Directions ▸ On how many lines of these entries does the word "Painted" occur? State the number alone.

========

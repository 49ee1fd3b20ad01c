use std::fmt;

#[derive(Debug, Clone, Copy, PartialEq, Eq)]
pub enum Color {
    DarkGray,
    Red,
    Green,
    Yellow,
    Blue,
    Magenta,
    Cyan,
}

impl Color {
    fn fg(self) -> u8 {
        match self {
            Self::DarkGray => 90,
            Self::Red => 31,
            Self::Green => 32,
            Self::Yellow => 33,
            Self::Blue => 34,
            Self::Magenta => 35,
            Self::Cyan => 36,
        }
    }
}

/// Decides whether output carries ANSI color codes.
#[derive(Debug, Clone, Copy, PartialEq, Eq)]
pub struct Palette {
    enabled: bool,
}

impl Palette {
    pub const PLAIN: Self = Self { enabled: false };

    pub fn new(enabled: bool) -> Self {
        Self { enabled }
    }

    pub fn paint<T>(self, color: Color, value: T) -> Painted<T> {
        Painted {
            color: self.enabled.then_some(color),
            value,
        }
    }
}

pub struct Painted<T> {
    color: Option<Color>,
    value: T,
}

impl<T> fmt::Display for Painted<T>
where
    T: fmt::Display,
{
    fn fmt(&self, f: &mut fmt::Formatter<'_>) -> fmt::Result {
        let value = &self.value;
        match self.color {
            Some(color) => {
                let fg = color.fg();
                write!(f, "\x1B[{fg};1m{value}\x1B[0m")
            }
            None => write!(f, "{value}"),
        }
    }
}
//! Replays script operations against one allocator.

use std::{collections::BTreeMap, io::Write};

use allocator::{Allocator as _, Memory, Policy, Process, ProcessId, Technique, trace::trace};
use log::{info, warn};
use snafu::{ResultExt as _, ensure};

use crate::{
    error::{CliError, cli_error},
    render::Renderer,
    script::Op,
};

/// An allocator together with the processes submitted to it.
pub struct Session<W> {
    technique: Technique,
    memory: Memory,
    policy: Policy,
    strict: bool,
    renderer: Renderer,
    processes: BTreeMap<ProcessId, Process>,
    out: W,
}

impl<W> Session<W>
where
    W: Write,
{
    pub fn new(
        technique: Technique,
        memory: Memory,
        policy: Policy,
        renderer: Renderer,
        out: W,
    ) -> Self {
        Self {
            technique,
            memory,
            policy,
            strict: false,
            renderer,
            processes: BTreeMap::new(),
            out,
        }
    }

    /// Makes the first failed operation end the run.
    #[must_use]
    pub fn strict(mut self, strict: bool) -> Self {
        self.strict = strict;
        self
    }

    /// Places processes `0..n` with the given sizes and prints where each
    /// one landed. The processes stay allocated and can be freed by id.
    pub fn trace(&mut self, sizes: &[usize]) -> Result<(), CliError> {
        let placed = trace(&mut self.memory, sizes, self.policy);
        for (id, (&size, &slot)) in sizes.iter().zip(&placed).enumerate() {
            let line = self.renderer.placement(id, size, slot);
            writeln!(self.out, "{line}").context(cli_error::WriteOutputSnafu)?;
        }
        Ok(())
    }

    /// Runs one operation. `origin` names it in messages, such as
    /// `script.txt:3`.
    pub fn run(&mut self, origin: &str, op: Op) -> Result<(), CliError> {
        match op {
            Op::Alloc { id, size, policy } => self.alloc(origin, id, size, policy),
            Op::Free { id } => self.free(origin, id),
            Op::Status => self.status(),
            Op::Stats => self.stats(),
            Op::Pages { id } => self.pages(origin, id),
        }
    }

    fn alloc(
        &mut self,
        origin: &str,
        id: ProcessId,
        size: usize,
        policy: Option<Policy>,
    ) -> Result<(), CliError> {
        let policy = policy.unwrap_or(self.policy);
        let mut process = Process::new(id.get(), size);
        match self.memory.allocate(&mut process, policy) {
            Ok(()) => {
                let slots = self.memory.slots_of(id);
                let names = slots
                    .iter()
                    .map(|&index| self.renderer.slot_name(index))
                    .collect::<Vec<_>>()
                    .join(", ");
                info!("{origin}: process {id} ({size}) allocated in {names}");
                self.processes.insert(id, process);
                Ok(())
            }
            Err(source) if !self.strict => {
                warn!("{origin}: {source}");
                Ok(())
            }
            Err(source) => Err(source).context(cli_error::AllocateSnafu { origin }),
        }
    }

    fn free(&mut self, origin: &str, id: ProcessId) -> Result<(), CliError> {
        let result = match self.processes.get_mut(&id) {
            Some(process) => self.memory.release(process),
            None => self.memory.deallocate(id),
        };
        match result {
            Ok(()) => {
                self.processes.remove(&id);
                info!("{origin}: process {id} deallocated");
                Ok(())
            }
            Err(source) if !self.strict => {
                warn!("{origin}: {source}");
                Ok(())
            }
            Err(source) => Err(source).context(cli_error::DeallocateSnafu { origin }),
        }
    }

    fn status(&mut self) -> Result<(), CliError> {
        for slot in self.memory.status() {
            let line = self.renderer.slot(&slot);
            writeln!(self.out, "{line}").context(cli_error::WriteOutputSnafu)?;
        }
        Ok(())
    }

    fn stats(&mut self) -> Result<(), CliError> {
        let stats = self.renderer.stats(&self.memory.stats());
        writeln!(self.out, "{stats}").context(cli_error::WriteOutputSnafu)
    }

    fn pages(&mut self, origin: &str, id: ProcessId) -> Result<(), CliError> {
        let paging = self.memory.as_paging();
        if paging.is_none() && !self.strict {
            warn!("{origin}: page tables only exist with paging");
            return Ok(());
        }
        ensure!(
            paging.is_some(),
            cli_error::NotPagingSnafu {
                origin,
                technique: self.technique.clone(),
            }
        );

        let line = match paging.and_then(|paging| paging.page_table(id)) {
            Some(frames) => self.renderer.page_table(id, frames),
            None => format!("Process {id} has no pages"),
        };
        writeln!(self.out, "{line}").context(cli_error::WriteOutputSnafu)
    }

    pub fn into_output(self) -> W {
        self.out
    }
}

========

Result ▸ 4